▶ EXERCISE PROMPT
Track down every line below that holds "ArrowUp" and copy it.

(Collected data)

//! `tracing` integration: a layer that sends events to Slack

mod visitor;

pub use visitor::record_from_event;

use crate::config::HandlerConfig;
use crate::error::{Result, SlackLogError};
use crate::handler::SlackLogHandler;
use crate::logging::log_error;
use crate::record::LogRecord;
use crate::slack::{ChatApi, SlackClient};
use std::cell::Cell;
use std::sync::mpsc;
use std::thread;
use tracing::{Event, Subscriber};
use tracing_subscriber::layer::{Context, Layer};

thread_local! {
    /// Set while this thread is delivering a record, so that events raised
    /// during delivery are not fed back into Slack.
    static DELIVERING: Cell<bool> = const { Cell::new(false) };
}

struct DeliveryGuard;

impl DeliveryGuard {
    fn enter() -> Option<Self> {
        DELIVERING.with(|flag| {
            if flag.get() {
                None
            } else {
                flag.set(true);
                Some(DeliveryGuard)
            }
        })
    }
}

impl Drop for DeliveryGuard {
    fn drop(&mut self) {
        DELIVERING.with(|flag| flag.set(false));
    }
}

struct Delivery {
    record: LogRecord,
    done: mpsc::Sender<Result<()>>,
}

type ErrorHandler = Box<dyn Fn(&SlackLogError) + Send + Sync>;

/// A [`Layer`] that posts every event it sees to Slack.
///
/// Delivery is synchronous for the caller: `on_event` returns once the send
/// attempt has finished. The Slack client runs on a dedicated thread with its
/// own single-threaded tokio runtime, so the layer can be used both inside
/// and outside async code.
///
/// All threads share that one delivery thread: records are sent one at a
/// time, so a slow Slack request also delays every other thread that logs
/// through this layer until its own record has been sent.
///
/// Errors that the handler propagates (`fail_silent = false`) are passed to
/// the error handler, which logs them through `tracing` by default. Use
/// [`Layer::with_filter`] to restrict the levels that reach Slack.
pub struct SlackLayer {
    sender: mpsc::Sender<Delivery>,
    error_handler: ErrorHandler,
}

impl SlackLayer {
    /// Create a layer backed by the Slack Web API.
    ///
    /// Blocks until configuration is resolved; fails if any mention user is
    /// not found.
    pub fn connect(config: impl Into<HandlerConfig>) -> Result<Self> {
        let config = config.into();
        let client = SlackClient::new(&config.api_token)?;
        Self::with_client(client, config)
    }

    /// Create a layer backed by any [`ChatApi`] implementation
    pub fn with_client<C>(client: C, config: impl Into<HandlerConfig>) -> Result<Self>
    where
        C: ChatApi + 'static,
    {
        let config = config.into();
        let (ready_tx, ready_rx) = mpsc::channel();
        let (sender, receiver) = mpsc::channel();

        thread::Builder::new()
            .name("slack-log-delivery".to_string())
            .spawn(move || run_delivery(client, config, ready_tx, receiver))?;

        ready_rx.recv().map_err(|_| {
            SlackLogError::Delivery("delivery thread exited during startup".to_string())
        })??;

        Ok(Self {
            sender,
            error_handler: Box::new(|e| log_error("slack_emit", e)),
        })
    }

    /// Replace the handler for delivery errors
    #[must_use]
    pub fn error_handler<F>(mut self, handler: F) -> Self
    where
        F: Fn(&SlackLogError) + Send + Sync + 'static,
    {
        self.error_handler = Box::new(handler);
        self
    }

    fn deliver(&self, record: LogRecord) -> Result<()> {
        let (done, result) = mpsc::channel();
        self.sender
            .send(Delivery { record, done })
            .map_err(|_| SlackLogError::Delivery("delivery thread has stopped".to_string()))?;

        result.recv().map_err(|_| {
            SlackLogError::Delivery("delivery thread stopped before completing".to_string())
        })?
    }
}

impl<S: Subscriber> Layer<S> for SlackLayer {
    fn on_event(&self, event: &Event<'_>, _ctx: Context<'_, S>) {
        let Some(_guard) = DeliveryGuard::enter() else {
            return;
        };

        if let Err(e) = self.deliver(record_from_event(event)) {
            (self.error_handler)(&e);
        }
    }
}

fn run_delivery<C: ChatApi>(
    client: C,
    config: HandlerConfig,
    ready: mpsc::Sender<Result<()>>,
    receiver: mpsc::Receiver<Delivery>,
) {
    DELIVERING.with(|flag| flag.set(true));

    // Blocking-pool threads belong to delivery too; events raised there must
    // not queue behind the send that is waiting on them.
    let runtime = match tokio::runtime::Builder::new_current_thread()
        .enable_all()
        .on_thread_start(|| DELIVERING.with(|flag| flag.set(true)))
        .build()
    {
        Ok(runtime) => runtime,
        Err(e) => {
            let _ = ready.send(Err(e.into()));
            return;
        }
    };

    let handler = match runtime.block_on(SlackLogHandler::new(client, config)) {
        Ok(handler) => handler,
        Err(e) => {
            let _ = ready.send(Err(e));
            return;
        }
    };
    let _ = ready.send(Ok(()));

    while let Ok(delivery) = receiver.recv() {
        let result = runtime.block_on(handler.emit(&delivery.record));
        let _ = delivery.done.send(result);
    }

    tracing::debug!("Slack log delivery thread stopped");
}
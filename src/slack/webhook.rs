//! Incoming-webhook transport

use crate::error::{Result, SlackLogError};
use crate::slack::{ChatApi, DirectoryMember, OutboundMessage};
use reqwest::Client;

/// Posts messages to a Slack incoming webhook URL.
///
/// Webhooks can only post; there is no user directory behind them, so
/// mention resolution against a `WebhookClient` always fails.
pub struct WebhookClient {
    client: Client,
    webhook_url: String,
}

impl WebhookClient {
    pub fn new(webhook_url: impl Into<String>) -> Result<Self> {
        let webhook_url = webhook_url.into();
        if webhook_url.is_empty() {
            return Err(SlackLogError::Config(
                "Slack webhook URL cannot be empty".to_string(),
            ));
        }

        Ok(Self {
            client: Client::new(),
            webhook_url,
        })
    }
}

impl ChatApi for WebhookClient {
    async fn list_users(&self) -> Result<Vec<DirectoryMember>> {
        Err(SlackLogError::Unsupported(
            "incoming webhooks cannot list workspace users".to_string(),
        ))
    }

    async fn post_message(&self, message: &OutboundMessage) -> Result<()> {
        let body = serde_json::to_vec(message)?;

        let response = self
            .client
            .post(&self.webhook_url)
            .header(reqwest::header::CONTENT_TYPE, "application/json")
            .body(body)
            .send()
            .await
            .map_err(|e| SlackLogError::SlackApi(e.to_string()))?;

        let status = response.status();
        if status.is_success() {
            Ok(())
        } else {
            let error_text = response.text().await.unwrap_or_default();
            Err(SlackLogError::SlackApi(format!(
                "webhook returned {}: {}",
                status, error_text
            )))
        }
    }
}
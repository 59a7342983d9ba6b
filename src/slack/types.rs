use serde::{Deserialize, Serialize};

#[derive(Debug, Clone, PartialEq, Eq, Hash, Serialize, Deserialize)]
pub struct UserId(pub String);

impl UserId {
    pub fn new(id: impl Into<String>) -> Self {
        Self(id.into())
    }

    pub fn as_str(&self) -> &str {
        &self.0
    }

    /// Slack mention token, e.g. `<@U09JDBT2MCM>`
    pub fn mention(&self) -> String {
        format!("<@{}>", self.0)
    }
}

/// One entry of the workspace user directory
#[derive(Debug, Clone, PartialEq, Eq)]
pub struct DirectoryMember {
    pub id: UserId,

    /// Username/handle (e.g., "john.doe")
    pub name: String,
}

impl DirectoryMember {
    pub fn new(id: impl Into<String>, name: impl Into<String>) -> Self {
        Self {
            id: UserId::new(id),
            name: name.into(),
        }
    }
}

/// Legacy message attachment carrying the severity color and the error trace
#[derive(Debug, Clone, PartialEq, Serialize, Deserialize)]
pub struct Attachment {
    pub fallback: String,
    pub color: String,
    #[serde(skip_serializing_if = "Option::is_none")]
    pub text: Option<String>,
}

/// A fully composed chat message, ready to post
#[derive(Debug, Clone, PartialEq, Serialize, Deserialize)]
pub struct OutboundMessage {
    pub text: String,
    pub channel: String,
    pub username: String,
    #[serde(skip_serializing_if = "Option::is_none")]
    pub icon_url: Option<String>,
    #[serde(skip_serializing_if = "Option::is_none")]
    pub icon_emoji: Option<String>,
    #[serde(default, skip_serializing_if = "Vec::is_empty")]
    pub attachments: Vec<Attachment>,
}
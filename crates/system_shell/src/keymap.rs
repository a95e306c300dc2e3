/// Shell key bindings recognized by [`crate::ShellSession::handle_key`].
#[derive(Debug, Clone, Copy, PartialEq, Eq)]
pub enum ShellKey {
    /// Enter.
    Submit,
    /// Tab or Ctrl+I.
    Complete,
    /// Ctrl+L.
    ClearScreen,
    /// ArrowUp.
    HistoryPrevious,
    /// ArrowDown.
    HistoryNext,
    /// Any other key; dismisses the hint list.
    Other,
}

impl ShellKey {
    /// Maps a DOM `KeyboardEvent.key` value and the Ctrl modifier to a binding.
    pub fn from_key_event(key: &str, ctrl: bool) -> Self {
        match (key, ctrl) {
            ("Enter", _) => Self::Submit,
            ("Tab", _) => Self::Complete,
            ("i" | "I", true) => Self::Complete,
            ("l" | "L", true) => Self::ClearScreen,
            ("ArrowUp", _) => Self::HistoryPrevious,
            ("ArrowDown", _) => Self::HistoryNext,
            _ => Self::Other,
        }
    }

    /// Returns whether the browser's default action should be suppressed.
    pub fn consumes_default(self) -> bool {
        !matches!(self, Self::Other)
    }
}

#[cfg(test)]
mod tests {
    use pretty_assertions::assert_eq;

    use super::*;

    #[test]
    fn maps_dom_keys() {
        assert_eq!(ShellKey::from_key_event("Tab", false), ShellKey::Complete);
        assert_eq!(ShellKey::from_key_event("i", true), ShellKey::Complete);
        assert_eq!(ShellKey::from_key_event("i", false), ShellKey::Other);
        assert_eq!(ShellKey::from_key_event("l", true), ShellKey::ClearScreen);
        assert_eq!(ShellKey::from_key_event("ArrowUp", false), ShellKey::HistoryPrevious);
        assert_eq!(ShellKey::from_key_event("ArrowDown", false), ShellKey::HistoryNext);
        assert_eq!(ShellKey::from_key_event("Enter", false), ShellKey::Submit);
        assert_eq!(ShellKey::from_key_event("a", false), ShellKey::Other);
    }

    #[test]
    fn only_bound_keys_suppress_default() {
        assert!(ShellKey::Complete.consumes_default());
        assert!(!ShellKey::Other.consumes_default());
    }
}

▶ ANSWER AREA
    /// ArrowUp.
            ("ArrowUp", _) => Self::HistoryPrevious,
        assert_eq!(ShellKey::from_key_event("ArrowUp", false), ShellKey::HistoryPrevious);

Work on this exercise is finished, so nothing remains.